Pero, como hace el filósofo, demos la vuelta a esta reflexión.

¿Esta facilidad para doblegar nuestro espíritu al bien común, proviene de la fuerza divina que ejerce el Estado sobre nosotros? O más bien ¿por el terror a los efectos desconocidos de la pandemia, han sido nuestra conciencia y voluntad quienes han doblegado al Estado? Boris Johnson, después de anunciar que su país no se iba a confinar, claudicó debido a la opinión pública. Con Trump ha sucedido más o menos lo mismo. Los dioses retroceden ante la vulgar humanidad.

Los dioses sin nosotros no tienen ningún poder, el Estado tampoco. Él es nuestra voluntad. Y ahora mismo es el miedo quien gobierna nuestros destinos. Pero alguien podría decir ¿de qué miedo? Del miedo a la vida que es lo mismo que decir del miedo a la muerte.
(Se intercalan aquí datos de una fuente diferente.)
//! Article table, detail page, save/discard and related articles.

use std::str::FromStr;

use axum::extract::{Path, Query, State};
use axum::response::Html;
use axum::Json;
use sciagg_common::text::truncate_words;
use sciagg_common::{Article, ArticleStatus, Source};
use sciagg_db::{ArticleFilter, ArticleRepository};
use sciagg_kg::{KgService, RelatedArticle};
use serde::{Deserialize, Serialize};
use serde_json::json;

use crate::error::{ApiError, ApiResult};
use crate::state::SharedState;
use crate::templates::{query_prefix, render};

pub const PAGE_SIZE: usize = 25;
const MAX_PAGE_SIZE: usize = 500;
const RELATED_MAX: usize = 8;
const SNIPPET_WORDS: usize = 30;

// ── Query parameters ──────────────────────────────────────────────────────────

#[derive(Debug, Default, Deserialize, Serialize)]
pub struct ArticleQuery {
    pub q: Option<String>,
    pub source: Option<String>,
    pub status: Option<String>,
    #[serde(default)]
    pub processed: bool,
    #[serde(default)]
    pub page: usize,
    pub limit: Option<usize>,
}

fn non_empty(value: &Option<String>) -> Option<&str> {
    value.as_deref().map(str::trim).filter(|v| !v.is_empty())
}

impl ArticleQuery {
    pub fn to_filter(&self, default_limit: usize) -> ApiResult<ArticleFilter> {
        let source = non_empty(&self.source)
            .map(Source::from_str)
            .transpose()
            .map_err(|e| ApiError::BadRequest(e.to_string()))?;
        let status = non_empty(&self.status)
            .map(ArticleStatus::from_str)
            .transpose()
            .map_err(|e| ApiError::BadRequest(e.to_string()))?;
        let limit = self.limit.unwrap_or(default_limit).clamp(1, MAX_PAGE_SIZE);
        Ok(ArticleFilter {
            source,
            status,
            search: non_empty(&self.q).map(str::to_string),
            processed_only: self.processed,
            offset: self.page * limit,
            limit,
        })
    }
}

// ── Views ─────────────────────────────────────────────────────────────────────

#[derive(Debug, Serialize)]
struct ArticleRow<'a> {
    id: &'a str,
    title: &'a str,
    source: &'static str,
    publication_date: Option<String>,
    snippet: String,
    status: &'static str,
}

impl<'a> From<&'a Article> for ArticleRow<'a> {
    fn from(a: &'a Article) -> Self {
        Self {
            id: &a.id,
            title: &a.title,
            source: a.source.display_name(),
            publication_date: a.publication_date.map(|d| d.to_string()),
            snippet: a.summary.as_deref().map(|s| truncate_words(s, SNIPPET_WORDS)).unwrap_or_default(),
            status: a.status.as_str(),
        }
    }
}

// ── Pages ─────────────────────────────────────────────────────────────────────

/// GET /articles
pub async fn articles_page(
    State(state): State<SharedState>,
    Query(query): Query<ArticleQuery>,
) -> ApiResult<Html<String>> {
    let mut filter = query.to_filter(PAGE_SIZE)?;
    // One extra row tells whether there is a next page.
    filter.limit += 1;
    let mut articles = ArticleRepository::new(state.db.clone()).list(&filter).await?;
    let has_more = articles.len() >= filter.limit;
    articles.truncate(filter.limit - 1);

    let rows: Vec<ArticleRow> = articles.iter().map(ArticleRow::from).collect();
    let sources: Vec<_> = Source::ALL
        .iter()
        .map(|s| json!({ "id": s.as_str(), "name": s.display_name() }))
        .collect();
    let filter_qs = query_prefix(&[
        ("q", non_empty(&query.q)),
        ("source", non_empty(&query.source)),
        ("status", non_empty(&query.status)),
    ]);

    let html = render(
        "articles.html",
        json!({
            "articles": rows,
            "sources": sources,
            "query": query,
            "page": query.page,
            "has_more": has_more,
            "filter_qs": filter_qs,
        }),
    )?;
    Ok(Html(html))
}

/// GET /articles/{*id}
pub async fn article_page(
    State(state): State<SharedState>,
    Path(id): Path<String>,
) -> ApiResult<Html<String>> {
    let article = find(&state, &id).await?;
    let related = KgService::new(state.db.clone()).related(&id, RELATED_MAX).await?;
    let html = render("article.html", json!({ "article": article, "related": related }))?;
    Ok(Html(html))
}

// ── API ───────────────────────────────────────────────────────────────────────

/// GET /api/articles
pub async fn api_articles(
    State(state): State<SharedState>,
    Query(query): Query<ArticleQuery>,
) -> ApiResult<Json<Vec<Article>>> {
    let filter = query.to_filter(PAGE_SIZE)?;
    Ok(Json(ArticleRepository::new(state.db.clone()).list(&filter).await?))
}

/// GET /api/articles/{*id}
pub async fn api_article(
    State(state): State<SharedState>,
    Path(id): Path<String>,
) -> ApiResult<Json<Article>> {
    Ok(Json(find(&state, &id).await?))
}

/// GET /api/related/{*id}
pub async fn api_related(
    State(state): State<SharedState>,
    Path(id): Path<String>,
) -> ApiResult<Json<Vec<RelatedArticle>>> {
    find(&state, &id).await?;
    Ok(Json(KgService::new(state.db.clone()).related(&id, RELATED_MAX).await?))
}

#[derive(Debug, Deserialize)]
pub struct StatusUpdate {
    pub id: String,
    pub status: String,
}

/// POST /api/status. The only user edit: save, discard or reset an article.
pub async fn api_set_status(
    State(state): State<SharedState>,
    Json(update): Json<StatusUpdate>,
) -> ApiResult<Json<serde_json::Value>> {
    let status = ArticleStatus::from_str(update.status.trim())
        .map_err(|e| ApiError::BadRequest(e.to_string()))?;
    let found = ArticleRepository::new(state.db.clone()).set_status(&update.id, status).await?;
    if !found {
        return Err(ApiError::NotFound(update.id));
    }
    Ok(Json(json!({ "id": update.id, "status": status.as_str() })))
}

async fn find(state: &SharedState, id: &str) -> ApiResult<Article> {
    ArticleRepository::new(state.db.clone())
        .find_by_id(id)
        .await?
        .ok_or_else(|| ApiError::NotFound(id.to_string()))
}
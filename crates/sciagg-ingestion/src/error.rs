//! Harvest error taxonomy.

use sciagg_common::Source;
use thiserror::Error;

#[derive(Debug, Error)]
pub enum HarvestError {
    /// Network failure, 429 or 5xx that outlived every retry.
    #[error("{origin}: transient failure after {attempts} attempt(s): {message}")]
    Transient { origin: Source, attempts: u32, message: String },

    /// The API rejected the request (4xx other than 429).
    #[error("{origin}: request rejected: {message}")]
    Permanent { origin: Source, message: String },

    /// The response body could not be decoded at all.
    #[error("{origin}: unreadable response: {message}")]
    Parse { origin: Source, message: String },

    #[error("{0} has no harvester")]
    Unsupported(Source),

    #[error("HTTP client setup failed: {0}")]
    Client(#[from] reqwest::Error),

    #[error(transparent)]
    Storage(#[from] sciagg_db::DbError),
}

impl HarvestError {
    pub fn is_retryable(&self) -> bool {
        matches!(self, Self::Transient { .. })
    }

    /// Source the failure belongs to, when there is one.
    pub fn origin(&self) -> Option<Source> {
        match self {
            Self::Transient { origin, .. }
            | Self::Permanent { origin, .. }
            | Self::Parse { origin, .. } => Some(*origin),
            Self::Unsupported(source) => Some(*source),
            Self::Client(_) | Self::Storage(_) => None,
        }
    }
}

pub type Result<T> = std::result::Result<T, HarvestError>;
use thiserror::Error;

#[derive(Debug, Error)]
pub enum ProcessError {
    #[error("Database error: {0}")]
    Db(#[from] sciagg_db::DbError),

    #[error("IO error: {0}")]
    Io(#[from] std::io::Error),

    #[error("CSV error: {0}")]
    Csv(#[from] csv::Error),

    #[error("JSON error: {0}")]
    Json(#[from] serde_json::Error),

    #[error("Unknown export format: {0}")]
    UnknownFormat(String),
}

pub type Result<T> = std::result::Result<T, ProcessError>;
La decisión de confinarnos en casa, imaginada ya de antemano como una posibilidad real, es la cara más latente de una vida que ha extendido sus límites gracias a los avances de la tecnociencia médica. Imposible dirimir entre qué vida es más que otra, imposible restituir el derecho a la muerte a quien, después de haber vivido, ahora solo le queda una despedida bajo la calidez de su hogar que, en la mayoría de los casos conocidos, no tiene lugar. Toda vida merece ser vivida. Y es aquí donde debiera cuestionarse si esta es la sociedad que queremos, donde la vida se engarza hasta el último momento con pinzas y pulmones recién salidos de la fábrica. Queremos ser inmortales, pero para ello debemos morir y nadie está dispuesto. Queremos vivir, pero para ello debemos arriesgar y eso es más difícil que aceptar la finitud. Odiseo reconoce el valor de la vida, porque ha vivido con “la muerte en los talones”.

(Es chocante que la sociedad del coronavirus sea la misma que apenas hacía unas semanas se enfrentaba al debate sobre la Ley de Eutanasia).

El confinamiento nos obliga a asumir ciertas verdades que solo surgen cuando empezamos a relacionar el estado de alarma que hemos creado como sociedad. Hemos construido un estado donde el supermercado aparece como una suerte de paraíso terrenal, allí encontramos lo mismo rollos de papel que levadura para el pan y masa madre, dónde el alcohol es promocionado con vehemencia y nos aborda cada pasillo como una luz celestial.

¿Qué vida queremos? ¿Qué dejar a nuestros hijos? ¿Qué nombres acuñan nuestros héroes? El coronavirus es como un bofetón de realidad. ¿No existe otra manera de valorar esta crisis de salud global? ¿Acaso esta pregunta no está en manos de la ancianidad y de la juventud responderla? Pues son ellos sobre los que recae dar rumbo nuevo a un mundo, que para los primeros es un ocaso y para los últimos un amanecer. Algunas comunidades nativas del norte de América, cuando sentían que la muerte buscaba su compañía, tomaban un camino solitario lejos de la comunidad, y ahí rendían su último suspiro al mundo regalándose así a la vida para siempre.